Acara ini turut dihadiri oleh jajaran Forkopimda Kota Tasikmalaya, di antaranya Kapolres, Dandim, perwakilan Danlanud, Subdenpom, hingga Garnisun, yang menunjukkan besarnya dukungan instansi terhadap gerakan positif ini.
Hadir dalam kesempatan tersebut, Wakil Wali Kota Tasikmalaya, Diki Candra, memberikan pandangan mendalam mengenai kaitan antara bela diri dan spiritualitas. Menurutnya, Indoboxing berhasil menyeimbangkan antara ketangkasan fisik dan ketenangan jiwa.
“Saya sering sampaikan bahwa basic dari silat itu adalah salat. Bagaimana kita bisa menguasai silat jika tidak ada ketenangan? Ketenangan itu datangnya dari salat. Indoboxing, meski berkaitan dengan fisik, kegiatan agamanya luar biasa. Mereka sadar bahwa ketenangan adalah bagian dari keharusan seorang fighter dalam menghadapi lawan,” tutur Diki Candra.
Diki Candra juga memberikan apresiasi tinggi atas konsistensi Indoboxing dalam berbagi.
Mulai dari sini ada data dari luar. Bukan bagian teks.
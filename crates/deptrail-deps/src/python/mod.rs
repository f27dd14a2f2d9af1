//! Python support: pyproject.toml and uv.lock

mod pep508;
pub mod pyproject;
pub mod uv_lock;

pub use pyproject::PyprojectParser;
pub use uv_lock::UvLockParser;
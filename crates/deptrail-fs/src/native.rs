//! Native filesystem implementation using std::fs + tokio.

use crate::{FileMetadata, FileSystem};
use std::io;
use std::path::{Component, Path, PathBuf};
use tokio::task;

/// Native filesystem implementation using std::fs + tokio.
///
/// Blocking std::fs calls are wrapped in `tokio::task::spawn_blocking` so the
/// async runtime is never blocked by disk I/O.
#[derive(Debug, Clone)]
pub struct NativeFileSystem {
    project_root: PathBuf,
    canonical_root: PathBuf,
}

impl NativeFileSystem {
    /// Create a new native filesystem scoped to a root directory.
    ///
    /// # Errors
    ///
    /// Returns an error if neither the root nor its parent can be canonicalized.
    pub fn new(project_root: impl AsRef<Path>) -> io::Result<Self> {
        let root = project_root.as_ref();
        let project_root = root.canonicalize().or_else(|_| {
            // Root may not exist yet (e.g. a fresh cache directory)
            let parent = root.parent().ok_or_else(|| {
                io::Error::new(
                    io::ErrorKind::NotFound,
                    format!("Root does not exist: {}", root.display()),
                )
            })?;
            let name = root.file_name().ok_or_else(|| {
                io::Error::new(io::ErrorKind::InvalidInput, "Invalid root path")
            })?;
            Ok::<_, io::Error>(parent.canonicalize()?.join(name))
        })?;

        let canonical_root = project_root
            .canonicalize()
            .unwrap_or_else(|_| project_root.clone());

        Ok(Self {
            project_root,
            canonical_root,
        })
    }

    /// Create the root directory (and parents) if needed, then scope to it.
    pub fn create(project_root: impl AsRef<Path>) -> io::Result<Self> {
        std::fs::create_dir_all(project_root.as_ref())?;
        Self::new(project_root)
    }

    /// Validate that a path is within the root.
    fn validate_path(&self, path: &Path) -> io::Result<PathBuf> {
        let absolute = if path.is_absolute() {
            path.to_path_buf()
        } else {
            self.project_root.join(path)
        };

        let candidate = match absolute.canonicalize() {
            Ok(canonical) => canonical,
            Err(_) => match (absolute.parent(), absolute.file_name()) {
                (Some(parent), Some(file_name)) => match parent.canonicalize() {
                    Ok(canonical_parent) => canonical_parent.join(file_name),
                    Err(_) => normalize_lexically(&absolute),
                },
                _ => normalize_lexically(&absolute),
            },
        };

        if !candidate.starts_with(&self.canonical_root) {
            return Err(io::Error::new(
                io::ErrorKind::PermissionDenied,
                format!(
                    "Path traversal detected: {} is outside root {}",
                    candidate.display(),
                    self.project_root.display()
                ),
            ));
        }

        Ok(candidate)
    }
}

/// Syntactic normalization for paths that do not exist yet.
fn normalize_lexically(path: &Path) -> PathBuf {
    let mut components = Vec::new();
    for component in path.components() {
        match component {
            Component::Prefix(_) | Component::RootDir => {
                components.clear();
                components.push(component.as_os_str().to_owned());
            }
            Component::CurDir => {}
            Component::ParentDir => {
                if components.len() > 1 {
                    components.pop();
                }
            }
            Component::Normal(name) => components.push(name.to_owned()),
        }
    }
    components.into_iter().collect()
}

fn join_error(e: task::JoinError) -> io::Error {
    io::Error::new(io::ErrorKind::Other, e)
}

#[async_trait::async_trait]
impl FileSystem for NativeFileSystem {
    async fn exists(&self, path: &Path) -> io::Result<bool> {
        let validated = self.validate_path(path)?;
        task::spawn_blocking(move || Ok(validated.exists()))
            .await
            .map_err(join_error)?
    }

    async fn read_to_string(&self, path: &Path) -> io::Result<String> {
        let validated = self.validate_path(path)?;
        task::spawn_blocking(move || std::fs::read_to_string(&validated))
            .await
            .map_err(join_error)?
    }

    async fn read(&self, path: &Path) -> io::Result<Vec<u8>> {
        let validated = self.validate_path(path)?;
        task::spawn_blocking(move || std::fs::read(&validated))
            .await
            .map_err(join_error)?
    }

    async fn metadata(&self, path: &Path) -> io::Result<FileMetadata> {
        let validated = self.validate_path(path)?;
        task::spawn_blocking(move || match std::fs::metadata(&validated) {
            Ok(meta) => Ok(FileMetadata {
                exists: true,
                is_file: meta.is_file(),
                is_dir: meta.is_dir(),
                size: meta.len(),
            }),
            Err(e) if e.kind() == io::ErrorKind::NotFound => Ok(FileMetadata::missing()),
            Err(e) => Err(e),
        })
        .await
        .map_err(join_error)?
    }

    async fn write(&self, path: &Path, contents: &str) -> io::Result<()> {
        let validated = self.validate_path(path)?;
        let contents = contents.to_string();
        task::spawn_blocking(move || std::fs::write(&validated, contents))
            .await
            .map_err(join_error)?
    }

    async fn rename(&self, from: &Path, to: &Path) -> io::Result<()> {
        let from_validated = self.validate_path(from)?;
        let to_validated = self.validate_path(to)?;
        task::spawn_blocking(move || std::fs::rename(&from_validated, &to_validated))
            .await
            .map_err(join_error)?
    }

    async fn create_dir_all(&self, path: &Path) -> io::Result<()> {
        let validated = self.validate_path(path)?;
        task::spawn_blocking(move || std::fs::create_dir_all(&validated))
            .await
            .map_err(join_error)?
    }

    fn project_root(&self) -> &Path {
        &self.project_root
    }
}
Ia berharap langkah ini dapat menginspirasi komunitas atau organisasi lain di Kota Tasikmalaya.
“Setiap kebaikan yang kita lakukan untuk orang lain sebenarnya adalah cara kita membantu diri sendiri. Ini luar biasa dan mudah-mudahan menjadi contoh bagi yang lainnya. Semoga kegiatan ini terus dijalankan karena dampaknya sangat positif bagi masyarakat,” pungkasnya.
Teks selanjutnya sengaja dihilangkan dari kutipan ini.